Debate sobre a cultura do cancelamento na sociedade contemporânea

Enviada em 25/08/2020

O episódio Natal, da série “Black Mirror”, relata o drama vivido pela sociedade distópica, na qual, por meio de dispositivos de realidade aumentada, as pessoas podem ser “bloqueadas”, tornando-se invisíveis umas às outras. Embora ficcional, a obra assemelha-se à conjuntura hodierna, tendo em vista a recente cultura do cancelamento em ênfase, sobretudo, na esfera virtual. Nesse sentido, faz-se imprescindível a análise da homogeneização do pensamento e da supressão da liberdade de expressão, como fatores que corroboram a problemática.

Sob esse viés, é importante pontuar o perigo da padronização das opiniões públicas. Acerca disso, a partir do conceito de “Sociedade do Espetáculo”, o escritor francês Guy Debord reitera o processo de homogeneização dos gostos, já que o espetáculo anunciado suplanta a atividade individual. De semelhante modo, o monitoramento das opiniões alheias condiciona o indivíduo a pensar dentro dos padrões pré-estabelecidos, sendo excluído e rechaçado à medida que diverge da ideologia coletiva das massas. Ademais, sob o subterfúgio do espetáculo, a opinião contrária ou antiética é sensacionalizada e difundida, contudo, é pouco debatida e, dessa forma, ineficiente para a resolução dos problemas sociais, uma vez que não promove a criticidade do sujeito.

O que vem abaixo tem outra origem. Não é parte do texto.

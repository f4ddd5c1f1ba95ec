//! Enum types for farm records.
//!
//! Each enum has:
//! - Custom Serialize (as snake_case string)
//! - Custom Deserialize (known variants + catch-all Custom(String))
//! - `as_str()`, `is_default()`, `is_builtin()`, `Display`

use serde::{Deserialize, Deserializer, Serialize, Serializer};
use std::fmt;

// ---------------------------------------------------------------------------
// Macro: defines an enum with known string variants + a Custom(String) fallback.
// ---------------------------------------------------------------------------
macro_rules! define_enum {
    (
        $(#[$meta:meta])*
        $name:ident, default = $default:ident,
        variants: [
            $( ($variant:ident, $str:expr) ),+ $(,)?
        ]
    ) => {
        $(#[$meta])*
        #[derive(Debug, Clone, PartialEq, Eq, Hash)]
        pub enum $name {
            $( $variant, )+
            Custom(String),
        }

        impl $name {
            /// All built-in variants, in declaration order.
            pub const BUILTIN: &'static [&'static str] = &[$( $str, )+];

            /// Returns the string representation.
            pub fn as_str(&self) -> &str {
                match self {
                    $( Self::$variant => $str, )+
                    Self::Custom(s) => s.as_str(),
                }
            }

            /// Returns `true` if this is the default variant.
            pub fn is_default(&self) -> bool {
                *self == Self::$default
            }

            /// Returns `true` if this is a built-in (non-custom) variant.
            pub fn is_builtin(&self) -> bool {
                !matches!(self, Self::Custom(_))
            }

            /// Returns `true` for built-in variants and non-empty custom strings.
            pub fn is_valid(&self) -> bool {
                match self {
                    Self::Custom(s) => !s.trim().is_empty(),
                    _ => true,
                }
            }
        }

        impl Default for $name {
            fn default() -> Self {
                Self::$default
            }
        }

        impl fmt::Display for $name {
            fn fmt(&self, f: &mut fmt::Formatter<'_>) -> fmt::Result {
                f.write_str(self.as_str())
            }
        }

        impl Serialize for $name {
            fn serialize<S: Serializer>(&self, serializer: S) -> Result<S::Ok, S::Error> {
                serializer.serialize_str(self.as_str())
            }
        }

        impl<'de> Deserialize<'de> for $name {
            fn deserialize<D: Deserializer<'de>>(deserializer: D) -> Result<Self, D::Error> {
                let s = String::deserialize(deserializer)?;
                Ok(Self::from(s.as_str()))
            }
        }

        impl From<&str> for $name {
            fn from(s: &str) -> Self {
                match s {
                    $( $str => Self::$variant, )+
                    other => Self::Custom(other.to_owned()),
                }
            }
        }

        impl From<String> for $name {
            fn from(s: String) -> Self {
                match s.as_str() {
                    $( $str => Self::$variant, )+
                    _ => Self::Custom(s),
                }
            }
        }
    };
}

// ===========================================================================
// Sales
// ===========================================================================

define_enum! {
    /// Fulfilment state of a sales order.
    OrderStatus, default = Pending,
    variants: [
        (Pending, "pending"),
        (Confirmed, "confirmed"),
        (Delivered, "delivered"),
        (Cancelled, "cancelled"),
    ]
}

define_enum! {
    /// How much of an order has been paid.
    PaymentStatus, default = Unpaid,
    variants: [
        (Unpaid, "unpaid"),
        (Partial, "partial"),
        (Paid, "paid"),
    ]
}

// ===========================================================================
// Finance
// ===========================================================================

define_enum! {
    /// Direction of a financial record.
    RecordType, default = Expense,
    variants: [
        (Income, "income"),
        (Expense, "expense"),
    ]
}

define_enum! {
    /// How money changed hands. Custom methods are allowed.
    PaymentMethod, default = Cash,
    variants: [
        (Cash, "cash"),
        (BankTransfer, "bank_transfer"),
        (MobileMoney, "mobile_money"),
        (Cheque, "cheque"),
    ]
}

// ===========================================================================
// Tasks
// ===========================================================================

define_enum! {
    /// Kind of farm work. Custom categories are allowed.
    TaskCategory, default = Other,
    variants: [
        (Feeding, "feeding"),
        (Cleaning, "cleaning"),
        (Health, "health"),
        (Collection, "collection"),
        (Maintenance, "maintenance"),
        (Other, "other"),
    ]
}

define_enum! {
    /// Urgency of a task.
    TaskPriority, default = Medium,
    variants: [
        (Low, "low"),
        (Medium, "medium"),
        (High, "high"),
        (Urgent, "urgent"),
    ]
}

impl TaskPriority {
    /// Sort rank, most urgent first.
    pub fn rank(&self) -> u8 {
        match self {
            Self::Urgent => 0,
            Self::High => 1,
            Self::Medium => 2,
            Self::Low => 3,
            Self::Custom(_) => 4,
        }
    }
}

define_enum! {
    /// Lifecycle state of a task.
    TaskStatus, default = Pending,
    variants: [
        (Pending, "pending"),
        (InProgress, "in_progress"),
        (Completed, "completed"),
        (Cancelled, "cancelled"),
    ]
}

impl TaskStatus {
    /// Returns `true` once a task no longer needs attention.
    pub fn is_finished(&self) -> bool {
        matches!(self, Self::Completed | Self::Cancelled)
    }
}

define_enum! {
    /// Repeat schedule for a task.
    Recurrence, default = None,
    variants: [
        (None, "none"),
        (Daily, "daily"),
        (Weekly, "weekly"),
        (Monthly, "monthly"),
    ]
}

// ===========================================================================
// Users & activity
// ===========================================================================

define_enum! {
    /// Access level of a user account.
    UserRole, default = Worker,
    variants: [
        (Admin, "admin"),
        (Manager, "manager"),
        (Worker, "worker"),
    ]
}

impl UserRole {
    /// Admins and managers may delete records.
    pub fn can_delete(&self) -> bool {
        matches!(self, Self::Admin | Self::Manager)
    }
}

define_enum! {
    /// What happened to a document, as recorded in the activity log.
    ActivityAction, default = Updated,
    variants: [
        (Created, "created"),
        (Updated, "updated"),
        (Deleted, "deleted"),
    ]
}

Além disso, cabe ressaltar, ainda, a importância da liberdade de expressão para o enriquecimento do debate público e para a transformação do cidadão. Sob esse prisma, a cultura do cancelamento contrapõe-se aos termos Constitucionais vigentes que garantem ao cidadão brasileiro o direito à liberdade de expressão e à consciência individual e, desse modo, impossibilita boa parte do corpo social de alcançar essa emancipação, tendo em vista a supressão da expressão do pensamento individual supracitado. Outrossim, de acordo com o conceito de “Plasticidade do Cérebro” a Neurociência explica a capacidade do cérebro refazer ligações entre os neurônios à medida em que é exposto a novas ideias. Depreende-se, portanto, que impedir a livre circulação de opiniões, não só priva o cidadão de direitos assegurados constitucionalmente, como também impede a desconstrução de pensamentos para a construção do caráter do cidadão.

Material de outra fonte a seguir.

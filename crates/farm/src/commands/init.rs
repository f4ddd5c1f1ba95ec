//! `farm init` -- create a farm in the current (or `--dir`) directory.

use std::fs;

use anyhow::{Context, Result, bail};
use serde_json::json;
use tracing::info;

use farm_config::config::CONFIG_FILE_NAME;
use farm_config::{ensure_farm_dir, load_config, save_config};
use farm_storage::{SqliteStore, Storage};

use crate::cli::InitArgs;
use crate::context::{RuntimeContext, farm_dir_under};
use crate::output::output_json;

const GITIGNORE_CONTENT: &str = "# Farm database files
*.db
*.db-journal
*.db-wal
*.db-shm
";

pub fn run(ctx: &RuntimeContext, args: &InitArgs) -> Result<()> {
    let target = ctx.init_target()?;
    let farm_dir = farm_dir_under(&target);

    // An existing config.yaml is read and kept as is.
    let config = load_config(&farm_dir)
        .with_context(|| format!("failed to read config in {}", farm_dir.display()))?;
    let db_path = config.database_path(&farm_dir);

    if !args.force && db_path.exists() {
        bail!(
            "found existing database at {}\n\n\
             This farm is already initialized. Use --force to re-initialize \
             (existing records are kept).",
            db_path.display()
        );
    }

    let farm_dir = ensure_farm_dir(&target)
        .with_context(|| format!("failed to create {}", farm_dir.display()))?;

    if !farm_dir.join(CONFIG_FILE_NAME).exists() {
        save_config(&farm_dir, &config).context("failed to write config.yaml")?;
    }

    let gitignore_path = farm_dir.join(".gitignore");
    if !gitignore_path.exists() {
        fs::write(&gitignore_path, GITIGNORE_CONTENT).with_context(|| {
            format!("failed to create .gitignore: {}", gitignore_path.display())
        })?;
    }

    let store = SqliteStore::open(&db_path)
        .with_context(|| format!("failed to create database at {}", db_path.display()))?;
    if let Some(name) = args.name.as_deref().map(str::trim).filter(|s| !s.is_empty()) {
        store.set_config("farm_name", name)?;
    }
    if let Some(currency) = args.currency.as_deref().map(str::trim).filter(|s| !s.is_empty()) {
        store.set_config("currency", &currency.to_uppercase())?;
    }
    info!(farm_dir = %farm_dir.display(), "initialized farm");

    if ctx.json {
        output_json(&json!({
            "farmDir": farm_dir.display().to_string(),
            "database": db_path.display().to_string(),
        }))?;
    } else if !ctx.quiet {
        println!();
        println!("farm initialized successfully!");
        println!();
        println!("  Directory: {}", farm_dir.display());
        println!("  Database:  {}", db_path.display());
        println!();
        println!("Run `farm user add <name> --role admin ...` to create the first account,");
        println!("then `farm serve` to start the API.");
        println!();
    }

    Ok(())
}
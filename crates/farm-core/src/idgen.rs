//! Document id generation: SHA-256 digest rendered in base36.

use chrono::{DateTime, Utc};
use num_bigint::BigUint;
use num_traits::Zero;
use sha2::{Digest, Sha256};

const BASE36_ALPHABET: &[u8; 36] = b"0123456789abcdefghijklmnopqrstuvwxyz";

/// Renders `data` as a big-endian base36 number of exactly `length` digits.
///
/// Short values are zero-padded; long values keep their least significant
/// digits.
pub fn encode_base36(data: &[u8], length: usize) -> String {
    let mut num = BigUint::from_bytes_be(data);
    let base = BigUint::from(36u32);

    let mut digits: Vec<char> = Vec::with_capacity(length);
    while !num.is_zero() && digits.len() < length {
        let rem = (&num % &base).to_u32_digits().first().copied().unwrap_or(0);
        num /= &base;
        digits.push(char::from(BASE36_ALPHABET[rem as usize]));
    }
    while digits.len() < length {
        digits.push('0');
    }

    digits.iter().rev().collect()
}

/// Bytes of digest needed to fill `length` base36 digits (~5.17 bits each).
fn digest_bytes_for(length: usize) -> usize {
    ((length * 517).div_ceil(800)).clamp(1, 32)
}

/// Builds an id like `egg-4k2q9z` from `prefix` and a digest of the inputs.
///
/// `seed` is any content that distinguishes the document (its JSON body
/// works well); `nonce` is bumped by callers on collision.
pub fn generate_document_id(
    prefix: &str,
    seed: &str,
    timestamp: DateTime<Utc>,
    nonce: u32,
    length: usize,
) -> String {
    let content = format!(
        "{}|{}|{}|{}",
        prefix,
        seed,
        timestamp.timestamp_nanos_opt().unwrap_or(0),
        nonce
    );
    let hash = Sha256::digest(content.as_bytes());
    let short = encode_base36(&hash[..digest_bytes_for(length)], length);
    format!("{prefix}-{short}")
}

/// Birthday-bound approximation: P ~ 1 - e^(-n^2 / 2N).
fn collision_probability(num_docs: usize, id_length: usize) -> f64 {
    let total = 36.0_f64.powi(id_length as i32);
    let exponent = -(num_docs as f64).powi(2) / (2.0 * total);
    1.0 - exponent.exp()
}

/// Shortest length in `min_length..=max_length` whose collision
/// probability for `num_docs` stays at or below `max_collision_prob`.
pub fn compute_adaptive_length(
    num_docs: usize,
    min_length: usize,
    max_length: usize,
    max_collision_prob: f64,
) -> usize {
    (min_length..=max_length)
        .find(|&len| collision_probability(num_docs, len) <= max_collision_prob)
        .unwrap_or(max_length)
}

pub mod adaptive_defaults {
    pub const MAX_COLLISION_PROB: f64 = 0.01;
    pub const MIN_LENGTH: usize = 4;
    pub const MAX_LENGTH: usize = 10;
}

#[cfg(test)]
mod tests {
    use super::*;

    #[test]
    fn encode_pads_and_truncates() {
        assert_eq!(encode_base36(&[], 4), "0000");
        assert_eq!(encode_base36(&[35], 3), "00z");
        assert_eq!(encode_base36(&[0xFF, 0xFF, 0xFF, 0xFF], 3).len(), 3);
    }

    #[test]
    fn encode_known_value() {
        // 36 * 36 = 1296 = 0x0510
        assert_eq!(encode_base36(&[0x05, 0x10], 4), "0100");
    }

    #[test]
    fn document_id_shape() {
        let id = generate_document_id("egg", "{}", Utc::now(), 0, 6);
        assert!(id.starts_with("egg-"));
        assert_eq!(id.len(), "egg-".len() + 6);
        assert!(id[4..].chars().all(|c| c.is_ascii_alphanumeric()));
    }

    #[test]
    fn document_id_is_deterministic_and_nonce_sensitive() {
        let ts = DateTime::parse_from_rfc3339("2024-01-01T00:00:00Z")
            .unwrap()
            .with_timezone(&Utc);
        let a = generate_document_id("ord", "x", ts, 0, 8);
        let b = generate_document_id("ord", "x", ts, 0, 8);
        let c = generate_document_id("ord", "x", ts, 1, 8);
        assert_eq!(a, b);
        assert_ne!(a, c);
    }

    #[test]
    fn adaptive_length_grows_with_collection() {
        use adaptive_defaults::*;
        let small = compute_adaptive_length(10, MIN_LENGTH, MAX_LENGTH, MAX_COLLISION_PROB);
        let large = compute_adaptive_length(1_000_000, MIN_LENGTH, MAX_LENGTH, MAX_COLLISION_PROB);
        assert_eq!(small, MIN_LENGTH);
        assert!(large > small);
        assert!(large <= MAX_LENGTH);
    }

    #[test]
    fn adaptive_length_capped_at_max() {
        assert_eq!(compute_adaptive_length(usize::MAX / 2, 4, 10, 0.0), 10);
    }
}
//! Filter types for querying documents.

use chrono::NaiveDate;
use serde::{Deserialize, Serialize};
use serde_json::Value;

/// Inclusive calendar date range. Missing bounds are open.
#[derive(Debug, Clone, Copy, Default, PartialEq, Eq, Serialize, Deserialize)]
pub struct DateRange {
    #[serde(default, skip_serializing_if = "Option::is_none")]
    pub from: Option<NaiveDate>,
    #[serde(default, skip_serializing_if = "Option::is_none")]
    pub to: Option<NaiveDate>,
}

impl DateRange {
    pub fn new(from: Option<NaiveDate>, to: Option<NaiveDate>) -> Self {
        Self { from, to }
    }

    pub fn all() -> Self {
        Self::default()
    }

    pub fn contains(&self, date: NaiveDate) -> bool {
        self.from.is_none_or(|f| date >= f) && self.to.is_none_or(|t| date <= t)
    }

    pub fn is_unbounded(&self) -> bool {
        self.from.is_none() && self.to.is_none()
    }

    /// Number of days covered, when both ends are set and ordered.
    pub fn days(&self) -> Option<i64> {
        match (self.from, self.to) {
            (Some(f), Some(t)) if t >= f => Some((t - f).num_days() + 1),
            _ => None,
        }
    }
}

/// A predicate on one top-level JSON field.
#[derive(Debug, Clone, PartialEq)]
pub enum FieldFilter {
    /// Field equals the value exactly.
    Equals(String, Value),
    /// String field equals the value ignoring ASCII case.
    EqualsIgnoreCase(String, String),
}

impl FieldFilter {
    pub fn field(&self) -> &str {
        match self {
            Self::Equals(f, _) | Self::EqualsIgnoreCase(f, _) => f,
        }
    }

    /// Evaluates the predicate against an in-memory document.
    pub fn matches(&self, doc: &Value) -> bool {
        match self {
            Self::Equals(field, value) => doc.get(field) == Some(value),
            Self::EqualsIgnoreCase(field, value) => doc
                .get(field)
                .and_then(Value::as_str)
                .is_some_and(|s| s.eq_ignore_ascii_case(value)),
        }
    }
}

#[derive(Debug, Clone, Copy, Default, PartialEq, Eq)]
pub enum SortOrder {
    /// Newest first by date field, then by creation time.
    #[default]
    Descending,
    Ascending,
}

/// Query over the documents of one collection.
#[derive(Debug, Clone, Default, PartialEq)]
pub struct DocumentQuery {
    pub filters: Vec<FieldFilter>,

    /// JSON field the `range` applies to and results are ordered by.
    /// Documents without a date field order by `createdAt`.
    pub date_field: Option<String>,
    pub range: DateRange,

    pub order: SortOrder,
    pub limit: Option<usize>,
    pub offset: usize,
}

impl DocumentQuery {
    pub fn new() -> Self {
        Self::default()
    }

    pub fn eq(mut self, field: impl Into<String>, value: impl Into<Value>) -> Self {
        self.filters.push(FieldFilter::Equals(field.into(), value.into()));
        self
    }

    pub fn eq_ignore_case(mut self, field: impl Into<String>, value: impl Into<String>) -> Self {
        self.filters
            .push(FieldFilter::EqualsIgnoreCase(field.into(), value.into()));
        self
    }

    pub fn date_field(mut self, field: impl Into<String>) -> Self {
        self.date_field = Some(field.into());
        self
    }

    pub fn range(mut self, range: DateRange) -> Self {
        self.range = range;
        self
    }

    pub fn ascending(mut self) -> Self {
        self.order = SortOrder::Ascending;
        self
    }

    pub fn limit(mut self, limit: usize) -> Self {
        self.limit = Some(limit);
        self
    }

    pub fn offset(mut self, offset: usize) -> Self {
        self.offset = offset;
        self
    }
}

#[cfg(test)]
mod tests {
    use super::*;
    use serde_json::json;

    fn d(m: u32, day: u32) -> NaiveDate {
        NaiveDate::from_ymd_opt(2024, m, day).unwrap()
    }

    #[test]
    fn range_is_inclusive() {
        let r = DateRange::new(Some(d(1, 10)), Some(d(1, 20)));
        assert!(r.contains(d(1, 10)));
        assert!(r.contains(d(1, 20)));
        assert!(!r.contains(d(1, 9)));
        assert!(!r.contains(d(1, 21)));
        assert_eq!(r.days(), Some(11));
    }

    #[test]
    fn open_range() {
        let r = DateRange::new(None, Some(d(3, 1)));
        assert!(r.contains(d(1, 1)));
        assert!(!r.contains(d(3, 2)));
        assert_eq!(r.days(), None);
        assert!(DateRange::all().is_unbounded());
    }

    #[test]
    fn field_filters() {
        let doc = json!({"status": "pending", "feedType": "Layers Mash"});
        assert!(FieldFilter::Equals("status".into(), json!("pending")).matches(&doc));
        assert!(!FieldFilter::Equals("status".into(), json!("paid")).matches(&doc));
        assert!(FieldFilter::EqualsIgnoreCase("feedType".into(), "layers mash".into()).matches(&doc));
        assert!(!FieldFilter::EqualsIgnoreCase("missing".into(), "x".into()).matches(&doc));
    }

    #[test]
    fn builder() {
        let q = DocumentQuery::new()
            .eq("status", "pending")
            .date_field("date")
            .limit(5)
            .offset(10);
        assert_eq!(q.filters.len(), 1);
        assert_eq!(q.limit, Some(5));
        assert_eq!(q.offset, 10);
        assert_eq!(q.order, SortOrder::Descending);
    }
}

Destarte, é fundamental alternativas que dissolva tal cenário. Para tanto, urge que o Ministério da Educação promova debates sobre as responsabilidade Executivas em assegurar os direitos regidos na Carta Magna e a importância da opinião do outro na construção da identidade individual, por meio da inserção dessas pautas na grade curricular do Ensino Médio – ministradas por profissionais da área de ciências humanas - com o intuito de forjar no cidadão o senso crítico. Dessa maneira, será possível propor ao outro novos ideais, ao invés de simplesmente “bloqueá-los”.